European leaders are under pressure to come to an agreement that will resolve the crisis at the European summit on 23rd October. On October 16th, a meeting of the finance ministers of the Group of 20 richest nations released a statement that Eurozone countries would need to agree on the following at the summit:
A. The losses the private sector should take on Greek debt
B. A plan for the recapitalisation of banks
C. A plan to ensure that other Eurozone countries are protected from the risk of contagion following any restructuring of Greek debt
Regarding (A): In July 2011, private bondholders agreed to a 21% write-down on Greek government debt. As the situation has deteriorated, it has been reported that European leaders want the write-downs of private investor debt, or “haircuts”, to be increased to as much as 50%. For many European banks, a write-down of this magnitude will trigger the need for recapitalisation.
Unsurprisingly, banks are reluctant to agree to greater losses on their Greek bond holdings. The head of the Institute of International Finance, a lobby group of the world’s largest financial institutions, and the CEO of Deutsche Bank, have publicly insisted that there will be no deviation from the agreed “haircut” of 21%. This shows that stakeholders remain far from agreement on the losses that the private sector should take on Greek debt (A).

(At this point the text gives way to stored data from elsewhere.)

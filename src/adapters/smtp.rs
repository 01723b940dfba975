use crate::config::MailSettings;
use crate::domain::model::{DeliveryReceipt, OutgoingEmail};
use crate::domain::ports::MailTransport;
use crate::utils::error::MailError;
use async_trait::async_trait;
use lettre::message::{Mailbox, MultiPart};
use lettre::transport::smtp::authentication::Credentials;
use lettre::{Address, AsyncSmtpTransport, AsyncTransport, Message, Tokio1Executor};
use std::time::Duration;
use uuid::Uuid;

pub const SMTP_TIMEOUT: Duration = Duration::from_secs(30);

struct ConfiguredSmtp {
    transport: AsyncSmtpTransport<Tokio1Executor>,
    /// 寄件者位址無效時延後到 `send` 才回報
    from: Result<Mailbox, MailError>,
}

/// 以 lettre 實作的 SMTP 寄送。
///
/// 缺少帳號或密碼時仍可建立，但 `send` 會回傳 [`MailError::NotConfigured`]。
/// 帳號不是有效的 email 位址時同樣可以啟動，`send` 回傳 [`MailError::InvalidAddress`]。
pub struct SmtpMailTransport {
    inner: Option<ConfiguredSmtp>,
}

impl SmtpMailTransport {
    pub fn from_settings(settings: &MailSettings) -> Result<Self, MailError> {
        let (username, password) = match (&settings.username, &settings.password) {
            (Some(user), Some(pass)) if !user.trim().is_empty() && !pass.is_empty() => {
                (user.trim(), pass)
            }
            _ => {
                tracing::warn!("📧 EMAIL_USER / EMAIL_PASS not set, sending is disabled");
                return Ok(Self { inner: None });
            }
        };

        let from = match username.parse::<Address>() {
            Ok(address) => Ok(Mailbox::new(Some(settings.from_name.clone()), address)),
            Err(_) => {
                tracing::warn!(
                    "📧 EMAIL_USER '{}' is not an email address, sending will fail",
                    username
                );
                Err(MailError::InvalidAddress(username.to_string()))
            }
        };

        let transport = AsyncSmtpTransport::<Tokio1Executor>::starttls_relay(&settings.smtp_host)
            .map_err(|e| MailError::Smtp(e.to_string()))?
            .port(settings.smtp_port)
            .credentials(Credentials::new(username.to_string(), password.clone()))
            .timeout(Some(SMTP_TIMEOUT))
            .build();

        Ok(Self {
            inner: Some(ConfiguredSmtp { transport, from }),
        })
    }

    /// 未設定帳號時使用
    pub fn disabled() -> Self {
        Self { inner: None }
    }
}

/// 組出 lettre 訊息，回傳訊息與其 Message-ID
pub fn compose(from: &Mailbox, email: &OutgoingEmail) -> Result<(Message, String), MailError> {
    let message_id = format!("<{}@{}>", Uuid::new_v4(), from.email.domain());

    let mut builder = Message::builder()
        .from(from.clone())
        .subject(email.subject.as_str())
        .message_id(Some(message_id.clone()));

    for to in &email.to {
        let mailbox: Mailbox = to
            .parse()
            .map_err(|_| MailError::InvalidAddress(to.clone()))?;
        builder = builder.to(mailbox);
    }

    let message = builder
        .multipart(MultiPart::alternative_plain_html(
            email.text_body.clone(),
            email.html_body.clone(),
        ))
        .map_err(|e| MailError::Build(e.to_string()))?;

    Ok((message, message_id))
}

#[async_trait]
impl MailTransport for SmtpMailTransport {
    async fn send(&self, email: &OutgoingEmail) -> Result<DeliveryReceipt, MailError> {
        let smtp = self.inner.as_ref().ok_or(MailError::NotConfigured)?;
        let from = smtp.from.as_ref().map_err(Clone::clone)?;
        let (message, message_id) = compose(from, email)?;

        let response = smtp
            .transport
            .send(message)
            .await
            .map_err(|e| MailError::Smtp(e.to_string()))?;
        tracing::debug!("SMTP response code: {}", response.code());

        Ok(DeliveryReceipt { message_id })
    }

    fn is_configured(&self) -> bool {
        self.inner.is_some()
    }
}
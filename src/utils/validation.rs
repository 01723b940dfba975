use crate::utils::error::{AppError, Result};
use url::Url;

pub trait Validate {
    fn validate(&self) -> Result<()>;
}

pub fn validate_url(field_name: &str, url_str: &str) -> Result<()> {
    if url_str.is_empty() {
        return Err(AppError::InvalidConfigValueError {
            field: field_name.to_string(),
            value: url_str.to_string(),
            reason: "URL cannot be empty".to_string(),
        });
    }

    match Url::parse(url_str) {
        Ok(url) => match url.scheme() {
            "http" | "https" => Ok(()),
            scheme => Err(AppError::InvalidConfigValueError {
                field: field_name.to_string(),
                value: url_str.to_string(),
                reason: format!("Unsupported URL scheme: {}", scheme),
            }),
        },
        Err(e) => Err(AppError::InvalidConfigValueError {
            field: field_name.to_string(),
            value: url_str.to_string(),
            reason: format!("Invalid URL format: {}", e),
        }),
    }
}

pub fn validate_positive_number(field_name: &str, value: usize, min_value: usize) -> Result<()> {
    if value < min_value {
        return Err(AppError::InvalidConfigValueError {
            field: field_name.to_string(),
            value: value.to_string(),
            reason: format!("Value must be at least {}", min_value),
        });
    }
    Ok(())
}

pub fn validate_required_field<'a, T>(field_name: &str, value: &'a Option<T>) -> Result<&'a T> {
    value.as_ref().ok_or_else(|| AppError::MissingConfigError {
        field: field_name.to_string(),
    })
}

pub fn validate_non_empty_string(field_name: &str, value: &str) -> Result<()> {
    if value.trim().is_empty() {
        return Err(AppError::InvalidConfigValueError {
            field: field_name.to_string(),
            value: value.to_string(),
            reason: "Value cannot be empty or whitespace-only".to_string(),
        });
    }
    Ok(())
}

pub fn validate_range<T: PartialOrd + std::fmt::Display + Copy>(
    field_name: &str,
    value: T,
    min: T,
    max: T,
) -> Result<()> {
    if value < min || value > max {
        return Err(AppError::InvalidConfigValueError {
            field: field_name.to_string(),
            value: value.to_string(),
            reason: format!("Value must be between {} and {}", min, max),
        });
    }
    Ok(())
}

/// 去除前後空白後，以字元（非位元組）計算長度
pub fn meets_min_trimmed_chars(value: &str, min_chars: usize) -> bool {
    value.trim().chars().count() >= min_chars
}
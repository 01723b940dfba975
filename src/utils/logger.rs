use tracing_subscriber::{layer::SubscriberExt, util::SubscriberInitExt, EnvFilter};

fn default_filter(verbose: bool) -> EnvFilter {
    EnvFilter::try_from_default_env().unwrap_or_else(|_| {
        if verbose {
            EnvFilter::new("draftmail=debug,tower_http=debug,info")
        } else {
            EnvFilter::new("draftmail=info,tower_http=info")
        }
    })
}

pub fn init_cli_logger(verbose: bool) {
    tracing_subscriber::registry()
        .with(default_filter(verbose))
        .with(
            tracing_subscriber::fmt::layer()
                .with_target(false)
                .with_thread_ids(false)
                .with_file(false)
                .with_line_number(false)
                .compact(),
        )
        .init();
}

/// 容器部署時使用 JSON 格式，方便日誌收集
pub fn init_json_logger(verbose: bool) {
    tracing_subscriber::registry()
        .with(default_filter(verbose))
        .with(
            tracing_subscriber::fmt::layer()
                .with_target(false)
                .with_thread_ids(false)
                .with_file(false)
                .with_line_number(false)
                .json(),
        )
        .init();
}
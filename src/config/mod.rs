pub mod cli;
pub mod toml_config;

use crate::adapters::groq::DEFAULT_BASE_URL;
use crate::utils::error::{AppError, Result};
use crate::utils::validation::{
    validate_non_empty_string, validate_positive_number, validate_range, validate_required_field,
    validate_url, Validate,
};
use axum::http::HeaderValue;
use serde::{Deserialize, Serialize};
use std::fmt;
use std::net::{IpAddr, SocketAddr};

pub use cli::CliArgs;
pub use toml_config::TomlConfig;

pub const DEFAULT_MODELS: [&str; 3] = ["llama3-8b-8192", "llama3-70b-8192", "mixtral-8x7b-32768"];

#[derive(Debug, Clone, PartialEq, Serialize, Deserialize)]
#[serde(default)]
pub struct ServerSettings {
    pub bind_addr: String,
    pub port: u16,
    pub cors_origin: String,
}

impl Default for ServerSettings {
    fn default() -> Self {
        Self {
            bind_addr: "0.0.0.0".to_string(),
            port: 5000,
            cors_origin: "http://localhost:3000".to_string(),
        }
    }
}

impl ServerSettings {
    pub fn socket_addr(&self) -> Result<SocketAddr> {
        let ip: IpAddr = self
            .bind_addr
            .parse()
            .map_err(|e| AppError::InvalidConfigValueError {
                field: "BIND_ADDR".to_string(),
                value: self.bind_addr.clone(),
                reason: format!("{}", e),
            })?;
        Ok(SocketAddr::new(ip, self.port))
    }

    pub fn cors_header(&self) -> Result<HeaderValue> {
        HeaderValue::from_str(&self.cors_origin).map_err(|e| AppError::InvalidConfigValueError {
            field: "CORS_ORIGIN".to_string(),
            value: self.cors_origin.clone(),
            reason: e.to_string(),
        })
    }
}

#[derive(Clone, PartialEq, Serialize, Deserialize)]
#[serde(default)]
pub struct CompletionSettings {
    pub api_key: Option<String>,
    pub base_url: String,
    pub models: Vec<String>,
}

impl Default for CompletionSettings {
    fn default() -> Self {
        Self {
            api_key: None,
            base_url: DEFAULT_BASE_URL.to_string(),
            models: DEFAULT_MODELS.iter().map(|m| m.to_string()).collect(),
        }
    }
}

impl fmt::Debug for CompletionSettings {
    fn fmt(&self, f: &mut fmt::Formatter<'_>) -> fmt::Result {
        f.debug_struct("CompletionSettings")
            .field("api_key", &self.api_key.as_deref().map(mask_secret))
            .field("base_url", &self.base_url)
            .field("models", &self.models)
            .finish()
    }
}

#[derive(Clone, PartialEq, Serialize, Deserialize)]
#[serde(default)]
pub struct MailSettings {
    pub smtp_host: String,
    pub smtp_port: u16,
    pub username: Option<String>,
    pub password: Option<String>,
    pub from_name: String,
}

impl Default for MailSettings {
    fn default() -> Self {
        Self {
            smtp_host: "smtp.gmail.com".to_string(),
            smtp_port: 587,
            username: None,
            password: None,
            from_name: "AI Email Assistant".to_string(),
        }
    }
}

impl fmt::Debug for MailSettings {
    fn fmt(&self, f: &mut fmt::Formatter<'_>) -> fmt::Result {
        f.debug_struct("MailSettings")
            .field("smtp_host", &self.smtp_host)
            .field("smtp_port", &self.smtp_port)
            .field("username", &self.username)
            .field("password", &self.password.as_ref().map(|_| "••••"))
            .field("from_name", &self.from_name)
            .finish()
    }
}

impl MailSettings {
    pub fn credentials_present(&self) -> bool {
        self.username.as_deref().is_some_and(|u| !u.trim().is_empty())
            && self.password.as_deref().is_some_and(|p| !p.is_empty())
    }
}

/// 啟動時建立一次，之後注入 provider 與 transport
#[derive(Debug, Clone, Default, PartialEq)]
pub struct AppConfig {
    pub server: ServerSettings,
    pub completion: CompletionSettings,
    pub mail: MailSettings,
}

impl AppConfig {
    /// 預設值 → TOML 檔 → 環境變數 / CLI 參數
    pub fn load(args: &CliArgs) -> Result<Self> {
        let mut config = match &args.config {
            Some(path) => {
                tracing::info!("📄 Loading config file: {}", path.display());
                TomlConfig::from_file(path)?.into_app_config()
            }
            None => AppConfig::default(),
        };
        args.apply_to(&mut config);
        Ok(config)
    }
}

impl Validate for AppConfig {
    fn validate(&self) -> Result<()> {
        let api_key = validate_required_field("GROQ_API_KEY", &self.completion.api_key)?;
        if api_key.trim().is_empty() {
            return Err(AppError::MissingConfigError {
                field: "GROQ_API_KEY".to_string(),
            });
        }

        validate_url("GROQ_BASE_URL", &self.completion.base_url)?;
        validate_positive_number("GROQ_MODELS", self.completion.models.len(), 1)?;
        for model in &self.completion.models {
            validate_non_empty_string("GROQ_MODELS", model)?;
        }

        validate_range("PORT", self.server.port, 1, u16::MAX)?;
        self.server.socket_addr()?;
        self.server.cors_header()?;

        validate_non_empty_string("SMTP_HOST", &self.mail.smtp_host)?;
        validate_range("SMTP_PORT", self.mail.smtp_port, 1, u16::MAX)?;

        tracing::debug!("✅ Configuration validation passed");
        Ok(())
    }
}

/// 只顯示最後四個字元
pub fn mask_secret(secret: &str) -> String {
    let chars: Vec<char> = secret.chars().collect();
    let tail: String = chars[chars.len().saturating_sub(4)..].iter().collect();
    format!("••••{}", tail)
}
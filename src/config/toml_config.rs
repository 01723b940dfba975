use crate::config::{AppConfig, CompletionSettings, MailSettings, ServerSettings};
use crate::utils::error::{AppError, Result};
use regex::Regex;
use serde::{Deserialize, Serialize};
use std::path::Path;

/// 設定檔格式：`[server]`、`[completion]`、`[mail]` 皆為選填
#[derive(Debug, Clone, Default, Serialize, Deserialize)]
pub struct TomlConfig {
    pub server: Option<ServerSettings>,
    pub completion: Option<CompletionSettings>,
    pub mail: Option<MailSettings>,
}

impl TomlConfig {
    /// 從 TOML 檔案載入配置
    pub fn from_file<P: AsRef<Path>>(path: P) -> Result<Self> {
        let content = std::fs::read_to_string(&path).map_err(AppError::IoError)?;
        Self::from_toml_str(&content)
    }

    /// 從 TOML 字串解析配置
    pub fn from_toml_str(content: &str) -> Result<Self> {
        let processed_content = Self::substitute_env_vars(content)?;

        toml::from_str(&processed_content).map_err(|e| AppError::ConfigParseError {
            message: format!("TOML parsing error: {}", e),
        })
    }

    /// 替換環境變數 (例如 ${GROQ_API_KEY})；未設定的變數保留原樣
    fn substitute_env_vars(content: &str) -> Result<String> {
        let re = Regex::new(r"\$\{([^}]+)\}").map_err(|e| AppError::ConfigParseError {
            message: format!("Invalid substitution pattern: {}", e),
        })?;

        let result = re.replace_all(content, |caps: &regex::Captures| {
            let var_name = &caps[1];
            std::env::var(var_name).unwrap_or_else(|_| format!("${{{}}}", var_name))
        });

        Ok(result.to_string())
    }

    pub fn into_app_config(self) -> AppConfig {
        AppConfig {
            server: self.server.unwrap_or_default(),
            completion: self.completion.unwrap_or_default(),
            mail: self.mail.unwrap_or_default(),
        }
    }
}

#[cfg(test)]
mod tests {
    use super::*;
    use std::io::Write;
    use tempfile::NamedTempFile;

    #[test]
    fn test_parse_partial_toml_config() {
        let toml_content = r#"
[server]
port = 8088

[completion]
models = ["llama3-70b-8192"]
"#;

        let config = TomlConfig::from_toml_str(toml_content)
            .unwrap()
            .into_app_config();

        assert_eq!(config.server.port, 8088);
        assert_eq!(config.server.bind_addr, "0.0.0.0");
        assert_eq!(config.completion.models, ["llama3-70b-8192"]);
        assert_eq!(config.completion.base_url, "https://api.groq.com/openai/v1");
        assert_eq!(config.mail, MailSettings::default());
    }

    #[test]
    fn test_env_var_substitution() {
        std::env::set_var("DRAFTMAIL_TEST_SMTP_USER", "drafts@example.com");

        let toml_content = r#"
[mail]
username = "${DRAFTMAIL_TEST_SMTP_USER}"
password = "${DRAFTMAIL_TEST_UNSET_VAR}"
"#;

        let config = TomlConfig::from_toml_str(toml_content).unwrap();
        let mail = config.mail.unwrap();
        assert_eq!(mail.username.as_deref(), Some("drafts@example.com"));
        assert_eq!(mail.password.as_deref(), Some("${DRAFTMAIL_TEST_UNSET_VAR}"));

        std::env::remove_var("DRAFTMAIL_TEST_SMTP_USER");
    }

    #[test]
    fn test_invalid_toml_is_parse_error() {
        let result = TomlConfig::from_toml_str("[server\nport = 1");
        assert!(matches!(result, Err(AppError::ConfigParseError { .. })));
    }

    #[test]
    fn test_config_from_file() {
        let mut temp_file = NamedTempFile::new().unwrap();

        let toml_content = r#"
[server]
cors_origin = "https://mail.example.com"

[mail]
smtp_host = "smtp.example.com"
smtp_port = 2525
"#;

        temp_file.write_all(toml_content.as_bytes()).unwrap();

        let config = TomlConfig::from_file(temp_file.path())
            .unwrap()
            .into_app_config();
        assert_eq!(config.server.cors_origin, "https://mail.example.com");
        assert_eq!(config.mail.smtp_host, "smtp.example.com");
        assert_eq!(config.mail.smtp_port, 2525);
    }

    #[test]
    fn test_missing_file_is_io_error() {
        let result = TomlConfig::from_file("/nonexistent/draftmail.toml");
        assert!(matches!(result, Err(AppError::IoError(_))));
    }
}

Forcing banks to contribute more would be risky. Unless greater private sector involvement is voluntary, it would risk being classified as a credit event or default. According to the ECB, this would increase the risk of contagion of the crisis to other countries; particularly as it would trigger credit default swaps (these are effectively insurance policies for debt and would involve large payouts by financial institutions that could further undermine Europe’s financial system). It would also increase credit default swap spreads, driving up the cost of insuring European government debt and making it less attractive for investors to hold.
With regard to recapitalisation of the banks (B), even a 21% haircut on Greek debt would lead to a number of European banks needing to recapitalise to ensure they can meet the minimum capital ratio currently and during future times of stress, such as recession or further sovereign defaults. The European Banking Authority is expected to carry out stress tests that will estimate the size of the necessary recapitalisations. The tests are expected to be based on a minimum core capital ratio of between 7% and 9%, which could lead to recapitalisation requirements roughly from €100bn to €260bn for between 50 and 70 banks, based on consensus estimates.
According to Reuters calculations, using a stress test with a capital ratio of 8% and assuming a 36% haircut on Greek debt, would lead to recapitalisation requirements of €128bn amongst 54 banks. The banks with the greatest recapitalisation requirements in this scenario are shown in the graph above.
Disagreements between the eurozone’s dominant powers, primarily France and Germany, about how to fund recapitalisations have hindered progress. France argues that the recently expanded €440bn European Financial Stability Fund (EFSF) should be used. However, as the largest contributor to the EFSF, Germany has been in favour of national governments providing recapitalisation funds. As an alternative, banks may be able to sell assets, shrinking their balance sheets, rather than recapitalise.
Although the German government is now generally considered to be in favour of recapitalisation, there is disagreement about how the recapitalisations should be funded. The Germans object to using the EFSF to recapitalise banks and it therefore seems likely that capital that cannot be raised privately by the banks themselves, owing to high costs, will come from national governments. Recapitalisation would only be funded by the EFSF in worst case scenarios in which national governments are unable to meet the funding requirements. It would take some time to coordinate a mechanism that would ensure recapitalisation of banks by national governments. However, with national governments recapitalising their own banks, the EFSF would be freed up to be used to guarantee newly issued sovereign debt. This has reportedly been under consideration by EU officials and should limit contagion to other countries (C).
The divergent interests between different eurozone governments, other countries outside Europe, supra-national organisations such as the IMF and private bondholders, make a resolution to the crisis difficult to achieve, according to QNB Capital. Therefore, no final announcement can be expected at today’s summit and it is more likely that a solution will be achieved incrementally over the coming months.